Hizmetinde bulunduğum vali ile Hz. peygamberin mescidini ziyaret ettikten sonra, deniz yoluyla Şam diyarına doğru yola koyulduk. Ve kendisinden Cisr'i memleketinde ziyaret etmek için izin istedim. Memnuniyetle kabul etti. Trablusşam'a vardım ve Cisr'i “Taynal camiinde” ziyaret ettim. Cami çok zarifti. Tıpkı bizim mescit gibiydi. Cisr'e kendimi takdim ettim. Aslımı, nereden gelip nereye gittiğimi, buraya niçin uğradığımı uzun uzun anlattım. Ziyaretimin sebebi olan esere muttali olduğumu ve bu kitapta arzuladığım bir çok şeylerin bulunduğunu izah ettim. Şüphe hastalığından yakındığımı anlayan Cisr, bana karşı çok iyi davrandı. Halimi hatırımı sordu. Ve benden memleketimdeki büyük bilginleri teker teker sordu. Ben de bildiğim kadarıyla cevap verdim. Ayrıca bana ikramda bulundu. Trablus'un yamaçlarına düşen bir evde misafir etti. Akdeniz'in güzel manzarasını, portakal ve limon bahçelerinin arasından seyretmek insana ayrı bir zevk veriyordu. Cisr'e camiye kadar refakat ediyor, talebelerinden birçok alimlerle birlikte derslerini dinliyordum.

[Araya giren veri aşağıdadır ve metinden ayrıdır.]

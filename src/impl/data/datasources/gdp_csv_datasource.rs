use std::fs;

use crate::{
    data::models::fiscal_amount_model::FiscalAmountModel,
    entities::GdpRecord,
    errors::{Error, Result},
};

pub(crate) trait GdpCsvDatasource {
    fn from_string(&self, s: &str) -> Result<Vec<GdpRecord>>;

    fn from_file<P>(&self, path: P) -> Result<Vec<GdpRecord>>
    where
        P: AsRef<std::path::Path>;
}

pub(crate) struct GdpCsvDatasourceImpl;

#[derive(Debug, serde_derive::Deserialize)]
struct GdpRowModel {
    fiscal_year: i32,
    #[serde(rename = "GDP")]
    gdp: FiscalAmountModel,
}

impl From<GdpRowModel> for GdpRecord {
    fn from(row: GdpRowModel) -> Self {
        GdpRecord {
            fiscal_year: row.fiscal_year,
            gdp: row.gdp.into(),
        }
    }
}

impl GdpCsvDatasource for GdpCsvDatasourceImpl {
    fn from_string(&self, s: &str) -> Result<Vec<GdpRecord>> {
        csv::Reader::from_reader(s.as_bytes())
            .deserialize::<GdpRowModel>()
            .map(|r| r.map(Into::into).map_err(Error::from))
            .collect()
    }

    fn from_file<P>(&self, path: P) -> Result<Vec<GdpRecord>>
    where
        P: AsRef<std::path::Path>,
    {
        self.from_string(&fs::read_to_string(&path).map_err(|e| Error::ReadError {
            path: path.as_ref().display().to_string(),
            source: e,
        })?)
    }
}
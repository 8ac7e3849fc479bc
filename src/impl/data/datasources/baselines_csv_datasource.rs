use std::fs;

use crate::{
    data::models::{
        component_model::ComponentModel, fiscal_amount_model::FiscalAmountModel,
        iso_date_model::IsoDateModel, season_flag_model::SeasonFlagModel,
    },
    entities::BaselineRecord,
    errors::{Error, Result},
};

pub(crate) trait BaselinesCsvDatasource {
    fn from_string(&self, s: &str) -> Result<Vec<BaselineRecord>>;

    fn from_file<P>(&self, path: P) -> Result<Vec<BaselineRecord>>
    where
        P: AsRef<std::path::Path>;
}

pub(crate) struct BaselinesCsvDatasourceImpl;

#[derive(Debug, serde_derive::Deserialize)]
struct BaselineRowModel {
    component: ComponentModel,
    category: String,
    subcategory: String,
    projected_fiscal_year: i32,
    projected_year_number: i32,
    #[serde(rename = "Winter_flag")]
    winter_flag: SeasonFlagModel,
    #[serde(rename = "Spring_flag")]
    spring_flag: SeasonFlagModel,
    baseline_date: IsoDateModel,
    value: FiscalAmountModel,
}

impl From<BaselineRowModel> for BaselineRecord {
    fn from(row: BaselineRowModel) -> Self {
        BaselineRecord {
            component: row.component.into(),
            category: row.category,
            subcategory: row.subcategory,
            projected_fiscal_year: row.projected_fiscal_year,
            projected_year_number: row.projected_year_number,
            winter_flag: row.winter_flag.into(),
            spring_flag: row.spring_flag.into(),
            baseline_date: row.baseline_date.into(),
            value: row.value.into(),
        }
    }
}

impl BaselinesCsvDatasource for BaselinesCsvDatasourceImpl {
    fn from_string(&self, s: &str) -> Result<Vec<BaselineRecord>> {
        csv::Reader::from_reader(s.as_bytes())
            .deserialize::<BaselineRowModel>()
            .map(|r| r.map(Into::into).map_err(Error::from))
            .collect()
    }

    fn from_file<P>(&self, path: P) -> Result<Vec<BaselineRecord>>
    where
        P: AsRef<std::path::Path>,
    {
        self.from_string(&fs::read_to_string(&path).map_err(|e| Error::ReadError {
            path: path.as_ref().display().to_string(),
            source: e,
        })?)
    }
}

#[cfg(test)]
mod tests {
    use super::*;
    use chrono::NaiveDate;

    #[test]
    fn reads_baseline_rows() {
        let csv = "component,category,subcategory,projected_fiscal_year,projected_year_number,\
                   Winter_flag,Spring_flag,baseline_date,value\n\
                   revenue,Total,Total,2020,2,True,False,2019-01-28,3550.0\n";
        let rows = BaselinesCsvDatasourceImpl.from_string(csv).unwrap();
        assert_eq!(rows.len(), 1);
        assert_eq!(rows[0].projected_year_number, 2);
        assert!(rows[0].winter_flag);
        assert!(!rows[0].spring_flag);
        assert_eq!(
            rows[0].baseline_date,
            NaiveDate::from_ymd_opt(2019, 1, 28).unwrap()
        );
    }

    #[test]
    fn bad_date_is_fatal() {
        let csv = "component,category,subcategory,projected_fiscal_year,projected_year_number,\
                   Winter_flag,Spring_flag,baseline_date,value\n\
                   revenue,Total,Total,2020,2,True,False,01/28/2019,3550.0\n";
        assert!(BaselinesCsvDatasourceImpl.from_string(csv).is_err());
    }
}
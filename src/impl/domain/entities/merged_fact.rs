use chrono::NaiveDate;

use super::component::Component;

/// One scoreable fact row out of the merge engine: a baseline projection
/// joined to its actual outcome, GDP (where recorded), and the aggregated
/// legislative change attributed to the vintage.
///
/// For debt, `legislative_change` is the sign-inverted cumulative deficit
/// effect within the vintage; for all other components it is the single-year
/// sum of legislative effects.
#[derive(Debug, Clone, PartialEq)]
pub struct MergedFact {
    pub component: Component,
    pub category: String,
    pub subcategory: String,
    pub projected_fiscal_year: i32,
    pub projected_year_number: i32,
    pub winter_flag: bool,
    pub spring_flag: bool,
    pub baseline_date: NaiveDate,
    /// The baseline's projected value.
    pub value: f64,
    pub actual_value: f64,
    /// GDP for the projected fiscal year; `None` when not yet recorded.
    pub gdp: Option<f64>,
    pub legislative_change: f64,
}
use std::str::FromStr;

use serde::Deserialize;

use crate::entities::ChangeCategory;

#[derive(Debug)]
pub(crate) struct ChangeCategoryModel(pub(crate) ChangeCategory);

impl<'de> Deserialize<'de> for ChangeCategoryModel {
    fn deserialize<D>(deserializer: D) -> Result<ChangeCategoryModel, D::Error>
    where
        D: serde::Deserializer<'de>,
    {
        let s = String::deserialize(deserializer)?;
        ChangeCategory::from_str(&s)
            .map(ChangeCategoryModel)
            .map_err(serde::de::Error::custom)
    }
}

impl From<ChangeCategoryModel> for ChangeCategory {
    fn from(model: ChangeCategoryModel) -> Self {
        model.0
    }
}
use thiserror::Error;

/// Failure taxonomy for the projection-error pipeline.
///
/// Malformed input (unparseable CSV, missing columns, bad dates or amounts)
/// is fatal and surfaces immediately. Missing join partners and undefined
/// numeric results are *not* errors; those propagate as dropped rows or
/// `None` cells per the merge and error-calculation rules.
#[derive(Debug, Error)]
pub enum Error {
    // IO-related.
    #[error("error reading file '{path}'")]
    ReadError {
        path: String,
        #[source]
        source: std::io::Error,
    },
    #[error("error writing file '{path}'")]
    WriteError {
        path: String,
        #[source]
        source: std::io::Error,
    },

    // Parsing-related.
    #[error("invalid CSV format")]
    InvalidCsv(#[from] csv::Error),
    #[error("invalid CSV content: {details}")]
    InvalidCsvContent { details: String },
    #[error("invalid ISO date: {date}")]
    InvalidIsoDate { date: String },
    #[error("invalid fiscal amount: '{value}'")]
    InvalidFiscalAmount { value: String },
    #[error("invalid season flag: '{value}' (expected True/False)")]
    InvalidSeasonFlag { value: String },

    // Domain-related.
    #[error("invalid component: '{name}' (expected outlay, revenue, deficit, or debt)")]
    InvalidComponent { name: String },
    #[error("invalid change category: '{value}' (expected Legislative, Economic, or Technical)")]
    InvalidChangeCategory { value: String },

    // Rendering-related.
    #[error("error rendering output table '{table}'")]
    RenderError {
        table: String,
        #[source]
        source: Box<dyn std::error::Error + Send + Sync>,
    },
}

pub type Result<T> = std::result::Result<T, Error>;
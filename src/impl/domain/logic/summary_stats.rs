use std::collections::BTreeMap;

use super::{
    category_order::{category_rank, subcategory_rank, CategoryRank},
    utils,
};
use crate::entities::{Component, ProjectionErrorRow, SummaryRow};

/// Quantile pair whose difference captures the central two-thirds of an
/// error distribution.
const SPREAD_UPPER_QUANTILE: f64 = 5.0 / 6.0;
const SPREAD_LOWER_QUANTILE: f64 = 1.0 / 6.0;

/// Groups disaggregated relative errors by (category, subcategory,
/// projection year number) and computes the four summary statistics per
/// group: signed mean, mean absolute, RMSE, and two-thirds spread.
///
/// Only observed groups are emitted, ordered by the fixed category
/// orderings. Undefined relative errors are skipped within a group rather
/// than poisoning it; the projection-year range still counts those rows.
/// Revenue is defensively restricted to Winter-baseline rows, matching the
/// baseline selection rule.
pub(crate) fn calc_summary_stats(
    errors: &[ProjectionErrorRow],
    component: Component,
) -> Vec<SummaryRow> {
    #[derive(PartialEq, Eq, PartialOrd, Ord)]
    struct GroupKey {
        category: CategoryRank,
        subcategory: CategoryRank,
        projected_year_number: i32,
    }

    // BTreeMap keyed on ranks yields groups already in output order.
    let mut groups: BTreeMap<GroupKey, Vec<&ProjectionErrorRow>> = BTreeMap::new();
    for row in errors {
        if component == Component::Revenue && !row.fact.winter_flag {
            continue;
        }
        groups
            .entry(GroupKey {
                category: category_rank(component, &row.fact.category),
                subcategory: subcategory_rank(component, &row.fact.subcategory),
                projected_year_number: row.fact.projected_year_number,
            })
            .or_default()
            .push(row);
    }

    groups
        .into_iter()
        .map(|(key, rows)| {
            let first = rows[0].fact.projected_fiscal_year;
            let (min_year, max_year) = rows.iter().fold((first, first), |(lo, hi), r| {
                let y = r.fact.projected_fiscal_year;
                (lo.min(y), hi.max(y))
            });

            let mut values: Vec<f64> = rows.iter().filter_map(|r| r.relative_error).collect();
            values.sort_by(|a, b| a.total_cmp(b));

            let two_thirds_spread = utils::quantile_linear(&values, SPREAD_UPPER_QUANTILE)
                .zip(utils::quantile_linear(&values, SPREAD_LOWER_QUANTILE))
                .map(|(upper, lower)| upper - lower);

            SummaryRow {
                component,
                category: rows[0].fact.category.clone(),
                subcategory: rows[0].fact.subcategory.clone(),
                projected_year_number: key.projected_year_number,
                projection_year_range: format!("{min_year}-{max_year}"),
                number_of_projections: values.len(),
                average_error: utils::mean(&values),
                average_absolute_error: utils::mean(
                    &values.iter().map(|v| v.abs()).collect::<Vec<_>>(),
                ),
                rmse: utils::root_mean_square(&values),
                two_thirds_spread,
            }
        })
        .collect()
}
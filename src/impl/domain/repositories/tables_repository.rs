use crate::{entities::InputTables, errors::Result};

/// Reads the four input tables (actuals, baselines, changes, GDP) from some
/// physical encoding. The pipeline core only sees `InputTables`.
pub(crate) trait TablesRepository {
    fn from_string(
        &self,
        actuals_csv: &str,
        baselines_csv: &str,
        changes_csv: &str,
        gdp_csv: &str,
    ) -> Result<InputTables>;

    fn from_file<P>(
        &self,
        actuals_csv: P,
        baselines_csv: P,
        changes_csv: P,
        gdp_csv: P,
    ) -> Result<InputTables>
    where
        P: AsRef<std::path::Path>;
}
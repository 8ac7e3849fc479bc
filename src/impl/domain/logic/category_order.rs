use tracing::warn;

use crate::entities::Component;

/// Fixed, domain-meaningful orderings for category and subcategory values.
///
/// These orderings are a presentation contract: they keep output tables in
/// the order readers of the published figures expect. They carry no
/// correctness weight beyond determinism.

const REVENUE_ORDER: &[&str] = &[
    "Total",
    "Individual Income Taxes",
    "Payroll Taxes",
    "Corporate Income Taxes",
    "Customs Duties",
    "Excise Taxes",
    "Estate and Gift Taxes",
    "Miscellaneous Receipts",
];

const OUTLAY_CATEGORY_ORDER: &[&str] = &["Total", "Mandatory", "Discretionary", "Net Interest"];

// "Fannie Freddie" appears here because it exists in the inputs and must sort
// deterministically mid-pipeline; it is filtered before any final output.
const OUTLAY_SUBCATEGORY_ORDER: &[&str] = &[
    "Total",
    "Total Mandatory",
    "Social Security",
    "Medicare",
    "Medicaid",
    "Fannie Freddie",
    "Other Mandatory",
    "Total Discretionary",
    "Defense Discretionary",
    "Nondefense Discretionary",
    "Net Interest",
];

const TOTAL_ONLY_ORDER: &[&str] = &["Total"];

pub(crate) fn category_order(component: Component) -> &'static [&'static str] {
    match component {
        Component::Revenue => REVENUE_ORDER,
        Component::Outlay => OUTLAY_CATEGORY_ORDER,
        Component::Deficit | Component::Debt => TOTAL_ONLY_ORDER,
    }
}

pub(crate) fn subcategory_order(component: Component) -> &'static [&'static str] {
    match component {
        Component::Revenue => REVENUE_ORDER,
        Component::Outlay => OUTLAY_SUBCATEGORY_ORDER,
        Component::Deficit | Component::Debt => TOTAL_ONLY_ORDER,
    }
}

/// Sort position of a category/subcategory value. Values in the fixed
/// ordering compare by position; values outside it sort after every known
/// value, lexically among themselves, and are logged once seen.
#[derive(Debug, Clone, PartialEq, Eq, PartialOrd, Ord)]
pub(crate) enum CategoryRank {
    Known(usize),
    Unknown(String),
}

pub(crate) fn category_rank(component: Component, value: &str) -> CategoryRank {
    rank(category_order(component), component, "category", value)
}

pub(crate) fn subcategory_rank(component: Component, value: &str) -> CategoryRank {
    rank(subcategory_order(component), component, "subcategory", value)
}

fn rank(order: &[&str], component: Component, level: &str, value: &str) -> CategoryRank {
    match order.iter().position(|v| *v == value) {
        Some(i) => CategoryRank::Known(i),
        None => {
            warn!(
                component = %component,
                level,
                value,
                "value outside the fixed ordering; sorting after known values"
            );
            CategoryRank::Unknown(value.to_string())
        }
    }
}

Hocam Cisr'in yanında bir ay kaldıktan sonra, kendisinden memleketime dönmek için müsaade istedim. Mazeretimi de ayrıca beyan ettim. Çünkü hizmetinde bulunduğum valiyle birlikte dönmem gerekiyordu. Hocam bana şunları söyledi;
“Ebu'n Nûr (ey nurun babası) Şu dinlediğin birkaç günlük ders sana kafi gelmez. Ben sana felsefeyi çok okumanı ve onu iyice hazmetmeni tavsiye ederim. Ayrıca müspet ilimleri çok okumalısın. Kur'an-ı Kerim'i de sindire sindire manalarının enginliklerine dalarak, okumalısın. Sakın bunları unutma!”
Bunun üzerine:
“Nasıl fazla okurum hocam! Beni şüpheler içinde bocalatan o değil mi zaten,” dedim.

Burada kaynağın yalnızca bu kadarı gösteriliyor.